In the original Viking image (above), the CP dominates the stark landscape and casts an elongated triangular shadow. Viewed in high-resolution, the CP appears less pyramidal and more conical. The sharp sides inferred from the Viking image are dull or nonexistent (as would be expected from natural formations and ancient artificial sites alike). Curiously, the prominent trailing shadow seems to be missing despite the low sun-angle.
High-resolution image of the Crater Pyramid.
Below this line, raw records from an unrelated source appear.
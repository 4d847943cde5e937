//! HFM CLI - run a kitchen order through the engine
//!
//! # Configuration
//!
//! Configuration is loaded from multiple sources with priority:
//!
//! 1. CLI arguments (highest priority)
//! 2. Environment variables (`HFM_*`)
//! 3. Project config (`.hfm/config.toml` in the project root)
//! 4. Global config (`~/.hfm/config.toml`)
//! 5. Default values (lowest priority)
//!
//! # Environment Variables
//!
//! - `HFM_DEBUG`: Enable debug logging (`true`/`false`)
//! - `HFM_MAX_DEPTH`: Child program nesting limit
//! - `HFM_MAX_STEPS`: Step limit per program level (`0` = unlimited)
//! - `HFM_TRACE_COMMANDS`: Trace every dispatched command
//!
//! # Examples
//!
//! ```text
//! hfm sandwich
//! hfm pizza --maker luigi --maker mario --by mario
//! hfm random --seed 7 --maker luigi
//! hfm combo --mock
//! ```

use anyhow::{Context, Result};
use clap::Parser;
use hfm_engine::config::{ConfigError, ConfigLoader, HfmConfig};
use hfm_engine::{CallLog, Engine, InterpreterRegistry};
use hfm_kitchen::interpreters::mock;
use hfm_kitchen::{house_choice, Kitchen, Order};
use std::path::PathBuf;
use tracing::info;
use tracing_subscriber::EnvFilter;

/// HFM CLI - run a kitchen order through the engine
#[derive(Parser, Debug)]
#[command(name = "hfm")]
#[command(version, about, long_about = None)]
struct Args {
    /// Enable debug logging
    #[arg(short, long)]
    debug: bool,

    /// Project root directory (defaults to current directory)
    #[arg(short = 'C', long)]
    project: Option<PathBuf>,

    /// Named pizza maker; repeat for more
    #[arg(long = "maker", value_name = "NAME")]
    makers: Vec<String>,

    /// Who bakes the pizza (defaults to the first --maker, else the house oven)
    #[arg(long, value_name = "NAME")]
    by: Option<String>,

    /// Seed for random meals
    #[arg(long)]
    seed: Option<u64>,

    /// Dough portions per oven
    #[arg(long, value_name = "N")]
    dough_stock: Option<u32>,

    /// Use recording interpreters instead of the kitchen
    #[arg(long)]
    mock: bool,

    /// What to order: sandwich, pizza, combo or random
    order: Order,
}

/// CLI-based configuration resolver.
///
/// Merges file/env config via [`ConfigLoader`] and applies CLI argument
/// overrides as the highest-priority layer.
struct CliConfigResolver {
    project_root: PathBuf,
    debug: bool,
    skip_global: bool,
    skip_env: bool,
}

impl CliConfigResolver {
    fn from_args(args: &Args) -> Self {
        let project_root = args.project.clone().unwrap_or_else(|| {
            std::env::current_dir().unwrap_or_else(|e| {
                tracing::warn!(error = %e, "Failed to get current directory, using '.'");
                PathBuf::from(".")
            })
        });

        Self {
            project_root,
            debug: args.debug,
            skip_global: false,
            skip_env: false,
        }
    }

    fn resolve(&self) -> Result<HfmConfig, ConfigError> {
        let mut loader = ConfigLoader::new().with_project_root(&self.project_root);
        if self.skip_global {
            loader = loader.skip_global_config();
        }
        if self.skip_env {
            loader = loader.skip_env_vars();
        }

        let mut config = loader.load()?;

        // CLI args override (highest priority)
        if self.debug {
            config.debug = true;
        }

        Ok(config)
    }
}

impl Args {
    /// The pizza maker for this run: `--by`, else the first `--maker`.
    fn baker(&self) -> Option<&str> {
        self.by
            .as_deref()
            .or_else(|| self.makers.first().map(String::as_str))
    }
}

/// Interpreters for this run.
///
/// `--mock` records calls instead of cooking; its random meal is the
/// house pizza by [`Args::baker`], or the house sandwich.
fn registry(args: &Args, log: &CallLog) -> Result<InterpreterRegistry> {
    if args.mock {
        let makers: Vec<&str> = args.makers.iter().map(String::as_str).collect();
        let choice = house_choice(args.baker()).context("cannot script random meal")?;
        return Ok(mock::registry(log, &makers, Some(choice)));
    }

    let mut kitchen = Kitchen::new().with_makers(args.makers.iter().cloned());
    if let Some(seed) = args.seed {
        kitchen = kitchen.with_seed(seed);
    }
    if let Some(portions) = args.dough_stock {
        kitchen = kitchen.with_dough_stock(portions);
    }
    Ok(kitchen.registry())
}

fn main() -> Result<()> {
    let args = Args::parse();

    let resolver = CliConfigResolver::from_args(&args);
    let config = resolver
        .resolve()
        .map_err(|e| anyhow::anyhow!("Config error: {e}"))?;

    // Terminal filter: --debug / HFM_DEBUG > RUST_LOG env > default "warn"
    let filter = if config.debug {
        EnvFilter::new("debug")
    } else {
        EnvFilter::try_from_default_env().unwrap_or_else(|_| EnvFilter::new("warn"))
    };
    tracing_subscriber::fmt()
        .with_env_filter(filter)
        .with_target(false)
        .with_writer(std::io::stderr)
        .init();

    info!(path = %resolver.project_root.display(), "Project root");

    let program = args
        .order
        .program(args.baker())
        .context("cannot build order")?;

    let log = CallLog::new();
    let registry = registry(&args, &log)?;
    let engine = Engine::from_config(&config);

    info!(order = %args.order, mock = args.mock, "Running order");
    let served = engine
        .execute(program, &registry)
        .with_context(|| format!("{} order failed", args.order))?;

    println!("{served}");
    for entry in log.entries() {
        println!("  {entry}");
    }

    Ok(())
}

#[cfg(test)]
mod tests {
    use super::*;
    use hfm_engine::FailurePolicy;

    /// Helper: resolver over a temp project root, ignoring global config and env.
    fn resolver_in(root: &std::path::Path, debug: bool) -> CliConfigResolver {
        CliConfigResolver {
            project_root: root.to_path_buf(),
            debug,
            skip_global: true,
            skip_env: true,
        }
    }

    #[test]
    fn parses_order_and_makers() {
        let args = Args::try_parse_from([
            "hfm", "pizza", "--maker", "luigi", "--maker", "mario", "--seed", "3",
        ])
        .unwrap();
        assert_eq!(args.order, Order::Pizza);
        assert_eq!(args.makers, vec!["luigi", "mario"]);
        assert_eq!(args.seed, Some(3));
        assert!(!args.mock);
        assert_eq!(args.baker(), Some("luigi"));

        let args =
            Args::try_parse_from(["hfm", "pizza", "--maker", "luigi", "--by", "mario"]).unwrap();
        assert_eq!(args.baker(), Some("mario"));
    }

    #[test]
    fn rejects_unknown_order() {
        assert!(Args::try_parse_from(["hfm", "soup"]).is_err());
    }

    #[test]
    fn debug_flag_overrides_config() {
        let dir = tempfile::tempdir().unwrap();
        let config = resolver_in(dir.path(), true).resolve().unwrap();
        assert!(config.debug);

        let config = resolver_in(dir.path(), false).resolve().unwrap();
        assert!(!config.debug);
    }

    #[test]
    fn project_config_sets_policies() {
        let dir = tempfile::tempdir().unwrap();
        let config_dir = dir.path().join(".hfm");
        std::fs::create_dir_all(&config_dir).unwrap();
        std::fs::write(
            config_dir.join("config.toml"),
            "[policies.pizza]\nkind = \"recover\"\n",
        )
        .unwrap();

        let config = resolver_in(dir.path(), false).resolve().unwrap();
        assert_eq!(
            config.policies.get("pizza"),
            Some(&FailurePolicy::Recover)
        );
    }

    #[test]
    fn mock_registry_records_calls() {
        let args = Args::try_parse_from(["hfm", "sandwich", "--mock"]).unwrap();
        let log = CallLog::new();
        let registry = registry(&args, &log).unwrap();

        let served = Engine::new()
            .execute(args.order.program(None).unwrap(), &registry)
            .unwrap();

        assert_eq!(served.to_string(), "#1 sandwich [Cheese, Salt]");
        assert_eq!(log.len(), 5);
    }

    #[test]
    fn mock_random_serves_house_sandwich() {
        let args = Args::try_parse_from(["hfm", "random", "--mock"]).unwrap();
        let log = CallLog::new();
        let registry = registry(&args, &log).unwrap();

        let served = Engine::new()
            .execute(args.order.program(None).unwrap(), &registry)
            .unwrap();

        assert_eq!(served.to_string(), "#1 sandwich [Cheese, Salt]");
        assert_eq!(log.entries().first().map(String::as_str), Some("machine.choose"));
    }

    #[test]
    fn mock_random_uses_first_maker() {
        let args =
            Args::try_parse_from(["hfm", "random", "--mock", "--maker", "luigi"]).unwrap();
        let log = CallLog::new();
        let registry = registry(&args, &log).unwrap();

        let served = Engine::new()
            .execute(args.order.program(None).unwrap(), &registry)
            .unwrap();

        assert_eq!(
            served.to_string(),
            "#1 medium pizza [Tomato, Mozzarella, Basil] by luigi"
        );
    }
}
As the tallest formation in the region, the CP appears out-of-place, but without confirming photos from different sun-angles it's difficult to assess the feature's relevance to the Artificiality Hypothesis. If the CP is artificial, we might expect conspicuous detail at increased resolutions. Moreover, new images are needed to evaluate the so-called rectilinear furrows, or "tunnels," seen marking a nearby crater. Properly imaged, these may cast light on the CP's origin.
Are we seeing an unusual hill or a derelict megastructure? Fortunately, the Mars Reconnaissance Orbiter is presently en route to Mars, equipped with a camera capable of unprecedented four-centimeter resolution.